Purpose: Machine learning models based on radiomic feature extraction from clinical imaging data provide effective and interpretable means for clinical decision making. This pilot study evaluated whether radiomics features in baseline optical coherence tomography (OCT) images of eyes with pigment epithelial detachment (PED) associated with neovascular age-related macular degeneration (nAMD) can predict treatment response to as-needed anti-vascular endothelial growth factor (VEGF) therapy.
Methods: Thirty-nine eyes of patients with PED undergoing anti-VEGF therapy were included. All eyes underwent a loading dose followed by as-needed therapy. OCT images at baseline, month 3, and month 6 were analyzed. Images were manually separated into non-responding, recurring, and responding eyes based on the presence or absence of subretinal fluid at month 6. PED radiomics features were then extracted from each image and images were classified as responding or recurring using a machine learning classifier applied to the radiomics features.
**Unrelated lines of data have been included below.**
//! # Integrity Digests
//!
//! Evidence references may pin the exact credential they point at with a
//! `gx:integrity` value of the form `sha256-<64 lowercase hex chars>`. The
//! digest is computed over the JCS canonical form of the referenced
//! credential, so [`sha256_digest()`] only accepts [`CanonicalBytes`].

use serde::{Deserialize, Serialize};
use sha2::{Digest, Sha256};

use crate::canonical::CanonicalBytes;
use crate::error::ValidationError;

const SHA256_PREFIX: &str = "sha256-";

/// A SHA-256 integrity digest in `sha256-<hex>` notation.
#[derive(Debug, Clone, Copy, PartialEq, Eq, Hash, Serialize, Deserialize)]
#[serde(try_from = "String", into = "String")]
pub struct IntegrityDigest([u8; 32]);

impl IntegrityDigest {
    /// Parse `sha256-<hex>`. Hex digits are accepted in either case.
    pub fn parse(s: &str) -> Result<Self, ValidationError> {
        let invalid = || ValidationError::InvalidDigest(s.to_string());
        let hex = s.trim().strip_prefix(SHA256_PREFIX).ok_or_else(invalid)?;
        if hex.len() != 64 || !hex.is_ascii() {
            return Err(invalid());
        }
        let mut bytes = [0u8; 32];
        for (i, byte) in bytes.iter_mut().enumerate() {
            *byte = u8::from_str_radix(&hex[i * 2..i * 2 + 2], 16).map_err(|_| invalid())?;
        }
        Ok(Self(bytes))
    }

    /// The raw 32-byte digest.
    pub fn as_bytes(&self) -> &[u8; 32] {
        &self.0
    }

    /// Render the digest as lowercase hex, without the algorithm prefix.
    pub fn to_hex(&self) -> String {
        self.0.iter().map(|b| format!("{b:02x}")).collect()
    }
}

impl std::fmt::Display for IntegrityDigest {
    fn fmt(&self, f: &mut std::fmt::Formatter<'_>) -> std::fmt::Result {
        write!(f, "{SHA256_PREFIX}{}", self.to_hex())
    }
}

impl TryFrom<String> for IntegrityDigest {
    type Error = ValidationError;

    fn try_from(value: String) -> Result<Self, Self::Error> {
        Self::parse(&value)
    }
}

impl From<IntegrityDigest> for String {
    fn from(d: IntegrityDigest) -> Self {
        d.to_string()
    }
}

/// Compute the SHA-256 integrity digest of canonical bytes.
pub fn sha256_digest(data: &CanonicalBytes) -> IntegrityDigest {
    let hash = Sha256::digest(data.as_bytes());
    let mut bytes = [0u8; 32];
    bytes.copy_from_slice(&hash);
    IntegrityDigest(bytes)
}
Results: Linear discriminant analysis classification of baseline features as responsive versus recurring resulted in classification performance of 64.0% (95% confidence interval [CI] = 0.63-0.65), area under the curve (AUC = 0.78, 95% CI = 0.72-0.82), sensitivity 0.79 (95% CI = 0.63-0.87), and specificity 0.58 (95% CI = 0.50-0.67). Further analysis of features in recurring eyes identified a significant shift toward non-responding mean feature values over 6 months.
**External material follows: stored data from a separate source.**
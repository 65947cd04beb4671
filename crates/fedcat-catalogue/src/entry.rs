//! # Catalogue Entries
//!
//! The two record kinds the catalogue stores. Both are derived from verified
//! claim data only, serialize in camelCase, and are replaced wholesale when
//! the same primary key is registered again.

use serde::{Deserialize, Serialize};

use fedcat_core::{ParticipantId, Timestamp};
use fedcat_storage::Entity;

/// A verified legal participant.
#[derive(Debug, Clone, PartialEq, Eq, Serialize, Deserialize)]
#[serde(rename_all = "camelCase")]
pub struct ParticipantEntry {
    /// Credential subject id without fragment. Primary key.
    pub participant_id: ParticipantId,
    /// Registration number type (`VATID`, `EORI`, `LEI`, `TAXID`, ...).
    pub lrn_type: String,
    /// Legal registration number.
    pub registration_number: String,
    /// Registered legal name.
    pub legal_name: String,
    /// Issuer of the compliance credential.
    pub trusted_issuer_id: String,
    /// Country of registration.
    pub country_code: String,
    /// Start of the compliance credential's validity.
    pub valid_from: Timestamp,
    /// End of the compliance credential's validity.
    #[serde(default, skip_serializing_if = "Option::is_none")]
    pub valid_until: Option<Timestamp>,
    /// When this entry was extracted.
    pub date_created: Timestamp,
    /// Evidence credential ids, in the order the compliance subject lists them.
    pub evidences: Vec<String>,
}

impl Entity for ParticipantEntry {
    fn primary_key(&self) -> &str {
        self.participant_id.as_str()
    }
}

/// A verified service offering of a registered participant.
#[derive(Debug, Clone, PartialEq, Eq, Serialize, Deserialize)]
#[serde(rename_all = "camelCase")]
pub struct ServiceDescriptionEntry {
    /// Service identifier. Primary key.
    pub service_id: String,
    /// Offering participant; always a registered participant at write time.
    pub provided_by: ParticipantId,
    /// Service policy reference.
    pub service_policy: String,
    /// Service name.
    pub name: String,
    /// Service endpoint.
    #[serde(rename = "endpointURL")]
    pub endpoint_url: String,
    /// Start of the credential's validity.
    pub valid_from: Timestamp,
    /// End of the credential's validity.
    #[serde(default, skip_serializing_if = "Option::is_none")]
    pub valid_until: Option<Timestamp>,
    /// When this entry was extracted.
    pub date_created: Timestamp,
    /// Id of the originating credential.
    pub evidences: Vec<String>,
}

impl Entity for ServiceDescriptionEntry {
    fn primary_key(&self) -> &str {
        &self.service_id
    }
}

#[cfg(test)]
mod tests {
    use super::*;
    use serde_json::json;

    fn ts(s: &str) -> Timestamp {
        Timestamp::parse(s).unwrap()
    }

    #[test]
    fn participant_entry_wire_names() {
        let entry = ParticipantEntry {
            participant_id: ParticipantId::from_subject_id("did:example:abc#participant").unwrap(),
            lrn_type: "VATID".into(),
            registration_number: "DE123".into(),
            legal_name: "ACME GmbH".into(),
            trusted_issuer_id: "did:example:issuer1".into(),
            country_code: "DE".into(),
            valid_from: ts("2026-01-01T00:00:00Z"),
            valid_until: None,
            date_created: ts("2026-01-02T00:00:00Z"),
            evidences: vec!["https://abc.test/lp.json".into()],
        };
        assert_eq!(entry.primary_key(), "did:example:abc");
        assert_eq!(
            serde_json::to_value(&entry).unwrap(),
            json!({
                "participantId": "did:example:abc",
                "lrnType": "VATID",
                "registrationNumber": "DE123",
                "legalName": "ACME GmbH",
                "trustedIssuerId": "did:example:issuer1",
                "countryCode": "DE",
                "validFrom": "2026-01-01T00:00:00Z",
                "dateCreated": "2026-01-02T00:00:00Z",
                "evidences": ["https://abc.test/lp.json"]
            })
        );
    }

    #[test]
    fn service_entry_uses_endpoint_url_casing() {
        let entry = ServiceDescriptionEntry {
            service_id: "https://abc.test/services/storage".into(),
            provided_by: ParticipantId::from_subject_id("did:example:abc").unwrap(),
            service_policy: "https://abc.test/policy".into(),
            name: "Storage".into(),
            endpoint_url: "https://abc.test/api".into(),
            valid_from: ts("2026-01-01T00:00:00Z"),
            valid_until: Some(ts("2027-01-01T00:00:00Z")),
            date_created: ts("2026-01-02T00:00:00Z"),
            evidences: vec!["https://abc.test/so.json".into()],
        };
        let value = serde_json::to_value(&entry).unwrap();
        assert_eq!(value["endpointURL"], "https://abc.test/api");
        assert_eq!(value["providedBy"], "did:example:abc");
        assert_eq!(value["validUntil"], "2027-01-01T00:00:00Z");
        assert_eq!(entry.primary_key(), "https://abc.test/services/storage");
        let back: ServiceDescriptionEntry = serde_json::from_value(value).unwrap();
        assert_eq!(back, entry);
    }
}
Conclusions: Our results demonstrate the use of radiomics features as predictors for treatment response to as-needed anti-VEGF therapy. Our study demonstrates the potential for radiomics feature in clinical decision support for personalizing anti-VEGF therapy.
Translational relevance: The ability to use PED texture features to predict treatment response facilitates personalized clinical decision making.